If you want to take bowling lessons, finding the right coach is an important task. Choosing the right bowling instructor to help you with your game is very important.
There are many certified and/or experienced bowling instructors in most cities across the country. Finding one who understands how to adapt coaching to fit your style of play, your physical gifts, your age and skill level, and your athleticism, becomes the real challenge.
Selecting an instructor with whom you have difficulties working with can set you back from your intended road to progress. However, there are many coaches who have sufficient experience working with bowlers who match best to your needs. The trick is finding one.
Begin by inquiring with your local pro shop professional. In many cases, the pro shop staff has one or two experienced instructors available to help you schedule a lesson.
Local bowling periodicals are available at no cost and may be found at area bowling centers. In almost all cases, coaches will advertise their availability and provide contact information so you may discuss your particular needs. Some newspapers provide a directory of coaches so multiple options are available.
The first thing to do after compiling a prospective list of coach candidates it to contact each and interview them, either by phone or in person.
Don't be bashful to ask direct questions. Ask about coaching credentials, background in coaching, and about the various clinics, seminars, or private appointments history each coaching candidate may possess.

It helps to inquire if the coach has certifications such as USBC Bronze or Silver certifications. Bronze and Silver coaches have attended training seminars conducted by the USBC and are educated as to how they can best present their coaching knowledge to their students.
It must be stated that the best coaches nearby your area may not be USBC certified. Often times a former professional bowler has the skill and abilities to help someone improve their game.
There are successful coaches, perhaps among the very top coaches, who are not certified.
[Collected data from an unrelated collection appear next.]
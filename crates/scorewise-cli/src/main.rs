mod app;
mod commands;

use anyhow::Result;
use app::{App, ui};
use crossterm::{
    event::{self, DisableMouseCapture, EnableMouseCapture, Event, KeyCode},
    execute,
    terminal::{EnterAlternateScreen, LeaveAlternateScreen, disable_raw_mode, enable_raw_mode},
};
use ratatui::{Terminal, backend::CrosstermBackend};
use scorewise_config::Config;
use scorewise_engine::io;
use std::{
    env,
    io::{Stdout, stdout},
    path::{Path, PathBuf},
    process,
};

fn main() -> Result<()> {
    env_logger::Builder::from_env(env_logger::Env::default().default_filter_or("info")).init();

    let args: Vec<String> = env::args().collect();
    let config_path = Config::config_path();
    let config = match Config::load() {
        Ok(config) => config,
        Err(e) => {
            eprintln!("Error: Failed to load config file: {e}");
            process::exit(1);
        }
    };

    match args.get(1).map(String::as_str) {
        Some("diff") => {
            let (Some(before), Some(after)) = (args.get(2), args.get(3)) else {
                eprintln!("Usage: {} diff <before.txt> <after.txt>", args[0]);
                process::exit(1);
            };
            let granularity = config
                .as_ref()
                .map(|c| c.diff.granularity)
                .unwrap_or_default();
            match commands::diff_files(Path::new(before), Path::new(after), granularity) {
                Ok(out) => println!("{out}"),
                Err(e) => {
                    eprintln!("Error: {e:#}");
                    process::exit(1);
                }
            }
            Ok(())
        }
        Some("render") => {
            let Some(file) = args.get(2) else {
                eprintln!("Usage: {} render <file.review.json>", args[0]);
                process::exit(1);
            };
            let options = config.map(|c| c.overlay).unwrap_or_default();
            match commands::render_review_file(Path::new(file), &options) {
                Ok(markup) => println!("{markup}"),
                Err(e) => {
                    eprintln!("Error: {e:#}");
                    process::exit(1);
                }
            }
            Ok(())
        }
        _ => run_viewer(&args, config, &config_path),
    }
}

/// Determine the reviews folder from CLI args or config file, then run the TUI.
fn run_viewer(args: &[String], config: Option<Config>, config_path: &Path) -> Result<()> {
    let from_config = args.len() < 2;
    let (reviews_path, granularity) = match (args.get(1), config) {
        (Some(path), config) if args.len() == 2 => (
            PathBuf::from(path),
            config.map(|c| c.diff.granularity).unwrap_or_default(),
        ),
        (None, Some(config)) => (config.reviews_path, config.diff.granularity),
        (None, None) => {
            eprintln!("Error: No reviews path provided and no config file found");
            eprintln!("Usage: {} <reviews-folder-path>", args[0]);
            eprintln!("Or create a config file at {}", config_path.display());
            process::exit(1);
        }
        _ => {
            eprintln!("Usage: {} [reviews-folder-path]", args[0]);
            eprintln!("       {} diff <before.txt> <after.txt>", args[0]);
            eprintln!("       {} render <file.review.json>", args[0]);
            process::exit(1);
        }
    };

    // Validate reviews directory using engine
    if let Err(e) = io::validate_reviews_dir(&reviews_path) {
        let source = if from_config {
            format!(" from config file '{}'", config_path.display())
        } else {
            String::new()
        };
        eprintln!(
            "Error: Reviews path '{}'{} is invalid: {e}",
            reviews_path.display(),
            source
        );
        process::exit(1);
    }

    let mut app = App::new(reviews_path, granularity)?;

    // Setup terminal
    enable_raw_mode()?;
    let mut stdout = stdout();
    execute!(stdout, EnterAlternateScreen, EnableMouseCapture)?;
    let backend = CrosstermBackend::new(stdout);
    let mut terminal = Terminal::new(backend)?;

    let res = run_app(&mut terminal, &mut app);

    // Restore terminal
    disable_raw_mode()?;
    execute!(
        terminal.backend_mut(),
        LeaveAlternateScreen,
        DisableMouseCapture
    )?;
    terminal.show_cursor()?;

    if let Err(err) = res {
        eprintln!("{err:?}");
    }

    Ok(())
}

fn run_app(terminal: &mut Terminal<CrosstermBackend<Stdout>>, app: &mut App) -> Result<()> {
    loop {
        terminal.draw(|f| ui(f, app))?;

        if let Event::Key(key) = event::read()? {
            match key.code {
                KeyCode::Char('q') => return Ok(()),
                KeyCode::Down | KeyCode::Char('j') => app.next_file(),
                KeyCode::Up | KeyCode::Char('k') => app.previous_file(),
                KeyCode::Tab => app.cycle_mode(),
                _ => {}
            }
        }
    }
}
However, remember that bowling is supposed to be fun so perhaps a “drill sergeant” coach might not be the best option?
If you spend a bit of time asking your teammates, friends, or bowling center personnel for names of recommended coaches, you likely will get enough options to begin the interviewing process.
Try to find someone with whom you feel comfortable communicating. If you are senior bowler, you might want to find a coach equally seasoned and who understands the flexibility issues seniors experience.
If you have other physical limitations, it is important to communicate these matters with your prospective coach before making the decision to hire their services.
Once you have made your choice, attend your first coaching session open minded and willing to work. Document what you learn and which tips are given to help you structure a new practice routine. Finding the right coach for you can make all the difference.